- REQUIRED ACTION
Up to and including the line that contains "#[derive(Debug, Copy, Clone, PartialEq, Eq)]", repeat each line of the data exactly, starting from the first.

Dataset records
Content starts
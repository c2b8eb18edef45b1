//! Cursor-based binary reader and writer with switchable endianness.

use bytes::{Buf, BufMut, BytesMut};

use crate::error::WkbError;

/// Byte order of a WKB stream, identified by the marker byte that starts every geometry.
#[derive(Debug, Copy, Clone, PartialEq, Eq)]
pub enum WkbByteOrder {
    /// Most significant byte first, marker `0x00` (XDR).
    BigEndian,
    /// Least significant byte first, marker `0x01` (NDR).
    LittleEndian,
}

impl WkbByteOrder {
    /// The byte order of the machine this code runs on.
    pub fn native() -> Self {
        if cfg!(target_endian = "big") {
            WkbByteOrder::BigEndian
        } else {
            WkbByteOrder::LittleEndian
        }
    }

    pub(crate) fn marker(self) -> u8 {
        match self {
            WkbByteOrder::BigEndian => 0,
            WkbByteOrder::LittleEndian => 1,
        }
    }
}

/// Read cursor over a WKB byte stream.
///
/// The byte order of multi-byte reads is whatever the last [`read_byte_order`]
/// (Self::read_byte_order) call configured; every failed read names the value it was after.
pub(crate) struct WkbBuffer<'a> {
    buf: &'a [u8],
    order: WkbByteOrder,
}

impl<'a> WkbBuffer<'a> {
    pub fn new(bytes: &'a [u8]) -> Self {
        Self {
            buf: bytes,
            order: WkbByteOrder::native(),
        }
    }

    /// Consumes the one-byte order marker and reconfigures subsequent reads.
    pub fn read_byte_order(&mut self) -> Result<(), WkbError> {
        if !self.buf.has_remaining() {
            return Err(WkbError::Truncated {
                context: "byte order marker",
            });
        }

        self.order = match self.buf.get_u8() {
            0 => WkbByteOrder::BigEndian,
            1 => WkbByteOrder::LittleEndian,
            other => return Err(WkbError::UnknownByteOrder(other)),
        };
        Ok(())
    }

    pub fn read_u32(&mut self, context: &'static str) -> Result<u32, WkbError> {
        if self.buf.remaining() < 4 {
            return Err(WkbError::Truncated { context });
        }

        Ok(match self.order {
            WkbByteOrder::BigEndian => self.buf.get_u32(),
            WkbByteOrder::LittleEndian => self.buf.get_u32_le(),
        })
    }

    pub fn read_f64(&mut self, context: &'static str) -> Result<f64, WkbError> {
        if self.buf.remaining() < 8 {
            return Err(WkbError::Truncated { context });
        }

        Ok(match self.order {
            WkbByteOrder::BigEndian => self.buf.get_f64(),
            WkbByteOrder::LittleEndian => self.buf.get_f64_le(),
        })
    }

    pub fn read_f64s(&mut self, count: usize, context: &'static str) -> Result<Vec<f64>, WkbError> {
        if self.buf.remaining() < count * 8 {
            return Err(WkbError::Truncated { context });
        }

        let mut values = Vec::with_capacity(count);
        for _ in 0..count {
            values.push(self.read_f64(context)?);
        }
        Ok(values)
    }

    pub fn is_end(&self) -> bool {
        !self.buf.has_remaining()
    }

    pub fn remaining(&self) -> usize {
        self.buf.remaining()
    }
}

/// Write buffer packing values in one configured byte order.
///
/// Unlike the read side, the order never changes mid-stream: a writer emits the same marker
/// for every nested geometry.
pub(crate) struct WkbBufferMut {
    out: BytesMut,
    order: WkbByteOrder,
}

impl WkbBufferMut {
    pub fn new(order: WkbByteOrder) -> Self {
        Self {
            out: BytesMut::new(),
            order,
        }
    }

    pub fn write_byte_order(&mut self) {
        self.out.put_u8(self.order.marker());
    }

    pub fn write_u32(&mut self, value: u32) {
        match self.order {
            WkbByteOrder::BigEndian => self.out.put_u32(value),
            WkbByteOrder::LittleEndian => self.out.put_u32_le(value),
        }
    }

    pub fn write_f64(&mut self, value: f64) {
        match self.order {
            WkbByteOrder::BigEndian => self.out.put_f64(value),
            WkbByteOrder::LittleEndian => self.out.put_f64_le(value),
        }
    }

    pub fn into_vec(self) -> Vec<u8> {
        self.out.to_vec()
    }
}

#[cfg(test)]
mod tests {
    use assert_matches::assert_matches;

    use super::*;

    #[test]
    fn endianness_follows_the_marker() {
        let bytes = [0u8, 0, 0, 0, 1];
        let mut buf = WkbBuffer::new(&bytes);
        buf.read_byte_order().unwrap();
        assert_eq!(buf.read_u32("value").unwrap(), 1);

        let bytes = [1u8, 1, 0, 0, 0];
        let mut buf = WkbBuffer::new(&bytes);
        buf.read_byte_order().unwrap();
        assert_eq!(buf.read_u32("value").unwrap(), 1);
        assert!(buf.is_end());
    }

    #[test]
    fn truncated_reads_name_the_operation() {
        let bytes = [1u8, 1, 0];
        let mut buf = WkbBuffer::new(&bytes);
        buf.read_byte_order().unwrap();
        assert_matches!(
            buf.read_u32("point count"),
            Err(WkbError::Truncated {
                context: "point count"
            })
        );
    }

    #[test]
    fn unknown_marker_is_rejected() {
        let mut buf = WkbBuffer::new(&[7u8]);
        assert_matches!(buf.read_byte_order(), Err(WkbError::UnknownByteOrder(7)));
    }

    #[test]
    fn writer_round_trip() {
        for order in [WkbByteOrder::BigEndian, WkbByteOrder::LittleEndian] {
            let mut out = WkbBufferMut::new(order);
            out.write_byte_order();
            out.write_u32(42);
            out.write_f64(-0.5);
            let bytes = out.into_vec();

            let mut buf = WkbBuffer::new(&bytes);
            buf.read_byte_order().unwrap();
            assert_eq!(buf.read_u32("value").unwrap(), 42);
            assert_eq!(buf.read_f64("value").unwrap(), -0.5);
        }
    }
}
//! See documentation for the [`CurvePolygon`] type.

use serde::{Deserialize, Serialize};

use crate::coordinate_system::CoordinateSystem;
use crate::curve::Curve;
use crate::error::MeridianGeoError;
use crate::point::Point;

/// A polygon whose rings may be any curve variant, including circular strings and compound
/// curves.
#[derive(Debug, Clone, PartialEq, Serialize, Deserialize)]
pub struct CurvePolygon {
    cs: CoordinateSystem,
    rings: Vec<Curve>,
}

impl CurvePolygon {
    /// Creates a curve polygon from its rings, exterior first.
    pub fn new(cs: CoordinateSystem, rings: Vec<Curve>) -> Result<Self, MeridianGeoError> {
        for ring in &rings {
            cs.check_matches(ring.coordinate_system())?;
        }

        Ok(Self { cs, rings })
    }

    /// Creates an empty curve polygon.
    pub fn empty(cs: CoordinateSystem) -> Self {
        Self { cs, rings: vec![] }
    }

    /// Coordinate system of the curve polygon.
    pub fn coordinate_system(&self) -> CoordinateSystem {
        self.cs
    }

    /// All rings, exterior first.
    pub fn rings(&self) -> &[Curve] {
        &self.rings
    }

    /// The exterior ring, unless the curve polygon is empty.
    pub fn exterior_ring(&self) -> Option<&Curve> {
        self.rings.first()
    }

    /// Whether the curve polygon has no rings.
    pub fn is_empty(&self) -> bool {
        self.rings.is_empty()
    }

    pub(crate) fn map_points(
        &self,
        cs: CoordinateSystem,
        f: &dyn Fn(&Point, CoordinateSystem) -> Point,
    ) -> Self {
        Self {
            cs,
            rings: self.rings.iter().map(|r| r.map_points(cs, f)).collect(),
        }
    }

    pub(crate) fn for_each_point(&self, f: &mut dyn FnMut(&Point)) {
        for ring in &self.rings {
            ring.for_each_point(f);
        }
    }
}
//! See documentation for the [`Point`] type.

use serde::{Deserialize, Serialize};

use crate::coordinate_system::CoordinateSystem;
use crate::error::MeridianGeoError;
use crate::geometry_type::GeometryType;

/// A single position, or the empty point.
///
/// A non-empty point stores exactly [`CoordinateSystem::coordinate_dimension`] coordinates in
/// the order X, Y, then Z and M when present. The empty point stores no coordinates at all;
/// it is a proper sentinel value, not a NaN-filled position.
#[derive(Debug, Clone, PartialEq, Serialize, Deserialize)]
pub struct Point {
    cs: CoordinateSystem,
    coords: Vec<f64>,
}

impl Point {
    /// Creates a point from a full coordinate tuple.
    ///
    /// The number of coordinates must equal the coordinate dimension of `cs`.
    pub fn new(cs: CoordinateSystem, coords: &[f64]) -> Result<Self, MeridianGeoError> {
        if coords.len() != cs.coordinate_dimension() {
            return Err(MeridianGeoError::invalid(
                GeometryType::Point,
                format!(
                    "expected {} coordinates for {}, got {}",
                    cs.coordinate_dimension(),
                    cs,
                    coords.len()
                ),
            ));
        }

        Ok(Self {
            cs,
            coords: coords.to_vec(),
        })
    }

    /// Creates the empty point in the given coordinate system.
    pub fn empty(cs: CoordinateSystem) -> Self {
        Self { cs, coords: vec![] }
    }

    /// Creates a 2-dimensional point with no SRID.
    pub fn xy(x: f64, y: f64) -> Self {
        Self {
            cs: CoordinateSystem::xy(),
            coords: vec![x, y],
        }
    }

    /// Creates a 3-dimensional point with no SRID.
    pub fn xyz(x: f64, y: f64, z: f64) -> Self {
        Self {
            cs: CoordinateSystem::xyz(),
            coords: vec![x, y, z],
        }
    }

    /// Creates a measured 2-dimensional point with no SRID.
    pub fn xym(x: f64, y: f64, m: f64) -> Self {
        Self {
            cs: CoordinateSystem::xym(),
            coords: vec![x, y, m],
        }
    }

    /// Creates a measured 3-dimensional point with no SRID.
    pub fn xyzm(x: f64, y: f64, z: f64, m: f64) -> Self {
        Self {
            cs: CoordinateSystem::xyzm(),
            coords: vec![x, y, z, m],
        }
    }

    pub(crate) fn new_unchecked(cs: CoordinateSystem, coords: Vec<f64>) -> Self {
        debug_assert!(coords.is_empty() || coords.len() == cs.coordinate_dimension());
        Self { cs, coords }
    }

    /// Coordinate system of the point.
    pub fn coordinate_system(&self) -> CoordinateSystem {
        self.cs
    }

    /// Whether this is the empty point.
    pub fn is_empty(&self) -> bool {
        self.coords.is_empty()
    }

    /// All stored coordinates in X, Y, Z, M order. Empty for the empty point.
    pub fn coordinates(&self) -> &[f64] {
        &self.coords
    }

    /// X coordinate, unless the point is empty.
    pub fn x(&self) -> Option<f64> {
        self.coords.first().copied()
    }

    /// Y coordinate, unless the point is empty.
    pub fn y(&self) -> Option<f64> {
        self.coords.get(1).copied()
    }

    /// Z coordinate, if the coordinate system has one and the point is not empty.
    pub fn z(&self) -> Option<f64> {
        if self.cs.has_z() {
            self.coords.get(2).copied()
        } else {
            None
        }
    }

    /// M coordinate, if the coordinate system has one and the point is not empty.
    pub fn m(&self) -> Option<f64> {
        if self.cs.has_m() {
            self.coords.get(2 + self.cs.has_z() as usize).copied()
        } else {
            None
        }
    }

    /// Returns a copy of the point with the SRID replaced.
    pub fn with_srid(&self, srid: i32) -> Self {
        Self {
            cs: self.cs.with_srid(srid),
            coords: self.coords.clone(),
        }
    }
}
Content ends
- EXERCISE RESPONSE
repository c2b8eb18edef45b1
//! Cursor-based binary reader and writer with switchable endianness.

use bytes::{Buf, BufMut, BytesMut};

use crate::error::WkbError;

/// Byte order of a WKB stream, identified by the marker byte that starts every geometry.
#[derive(Debug, Copy, Clone, PartialEq, Eq)]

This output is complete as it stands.